C’est en janvier 69, alors que je venais de quitter S[uzanne] et le Moulin, que l’idée des lieux s’est précisée : idée raccroc, idée fausse. Plus tard, à peine plus tard, étant revenu5, j’ai dit à P[aulette] que je venais (ou m’apprêtais) à décrire le passage Choiseul. Mais P[aulette] l’a mal pris : c’était un lieu à elle. Mais les passages n’appartiennent à personne ; ils sont lieux de passage, c’est difficile de s’y raccrocher, difficile de fonder quelque chose dessus.
On peut acheter des puzzles dans les passages (je crois l’avoir fait une fois avec J[acques] R[oubaud], et aussitôt bâti le synopsis de Bartlebooth6), et des cartes (je l’ai fait aussi, près de Saint-Lazare, pour le Moulin). Je vais acheter des cartes et des puzzles. Le moment est venu de vivre Bartlebooth. Non plus la soupente de la rue Saint-Honoré mais la coquille douillette de la rue de Seine.
1 Le 31 mars 1970, Perec a envoyé à Bernard Queysanne une courte lettre lui proposant de faire d’Un homme qui dort un film (voir sa reproduction en fac-similé dans le livret accompagnant le coffret de 2 DVD Un homme qui dort, éditions La Vie est belle, 2007, p. 39 – livret comprenant également le texte intégral du film et des témoignages). Ce film « improbable » fut donc pourtant réalisé par Georges Perec et Bernard Queysanne et sortit en avril 1974 (voir la notice de Dominique Bertelli et Mireille Ribière ainsi que des entretiens le concernant dans ECTRI, p. 207-243 ; voir aussi Cécile de Bary, « Propos amicaux. Entretien avec Bernard Queysanne », CGP 9, p. 108-126).
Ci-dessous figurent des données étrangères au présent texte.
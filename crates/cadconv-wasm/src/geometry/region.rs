//! Classification of closed area-fill contours (G36/G37).
//!
//! Many CAM generators write rectangular copper as a four-point filled
//! region instead of a flashed aperture. Such rings are reported as
//! rectangle pads unless strict classification is requested.

use super::types::{BoundingBox, Point};

/// What a closed contour turned out to be.
#[derive(Debug, Clone, PartialEq, Eq)]
pub enum RingClass {
    /// Axis-aligned four-corner ring.
    RectanglePad {
        /// Centre of the extents.
        center: Point,
        /// Size along X.
        width: i64,
        /// Size along Y.
        height: i64,
    },
    /// Any other ring, closing vertex removed.
    Pour(Vec<Point>),
    /// Fewer than three distinct vertices.
    Degenerate {
        /// Vertex count after removing repeats.
        vertices: usize,
    },
}

/// Classify the vertices of a closed contour.
///
/// Consecutive repeated vertices and a closing vertex equal to the first are
/// removed first. With `strict` set the rectangle heuristic is skipped and
/// every valid ring becomes a pour.
pub fn classify_ring(mut vertices: Vec<Point>, strict: bool) -> RingClass {
    vertices.dedup();
    if vertices.len() > 1 && vertices.first() == vertices.last() {
        vertices.pop();
    }

    if vertices.len() < 3 {
        return RingClass::Degenerate {
            vertices: vertices.len(),
        };
    }

    if !strict {
        if let Some(pad) = rectangle_pad(&vertices) {
            return pad;
        }
    }

    RingClass::Pour(vertices)
}

fn rectangle_pad(vertices: &[Point]) -> Option<RingClass> {
    if vertices.len() != 4 {
        return None;
    }

    let closing = vertices.first().copied()?;
    let edges_axis_aligned = vertices
        .iter()
        .zip(vertices.iter().skip(1).chain(std::iter::once(&closing)))
        .all(|(a, b)| a.x == b.x || a.y == b.y);
    if !edges_axis_aligned {
        return None;
    }

    let mut bounds = BoundingBox::new();
    for vertex in vertices {
        bounds.update(vertex.x, vertex.y);
    }
    if bounds.width() == 0 || bounds.height() == 0 {
        return None;
    }

    let corners = [
        Point::new(bounds.min_x, bounds.min_y),
        Point::new(bounds.max_x, bounds.min_y),
        Point::new(bounds.max_x, bounds.max_y),
        Point::new(bounds.min_x, bounds.max_y),
    ];
    if !corners.iter().all(|corner| vertices.contains(corner)) {
        return None;
    }

    Some(RingClass::RectanglePad {
        center: bounds.center(),
        width: bounds.width(),
        height: bounds.height(),
    })
}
C’est d’ailleurs le projet de ce film qui, occupant trop Perec, va venir perturber celui de Lieux au point qu’il le suspendra en 1973.
2 Voir le texte 9, n. 1.
3 Marceline Loridan : voir le texte 5, n. 6 ; Nicole Chatel : voir le texte 24, n. 10.
4 Elle : Suzanne Lipinska.
5 Comprendre sans doute : étant revenu au foyer conjugal, ayant repris la vie commune avec Paulette (voir le texte 1, n. 3).
6 Ailleurs, Perec dit plutôt qu’il a inventé le personnage et le « synopsis » de Bartlebooth (c’est-à-dire l’histoire de ce personnage qui constitue certes le cœur de La Vie mode d’emploi mais n’est pas la seule du roman) en reconstituant un gigantesque puzzle du port de La Rochelle (peut-être acheté passage Choiseul) en compagnie de Jacques Roubaud (voir Jean-Luc Joly, « Notice » de La Vie mode d’emploi, dans Œ2, p. 1005).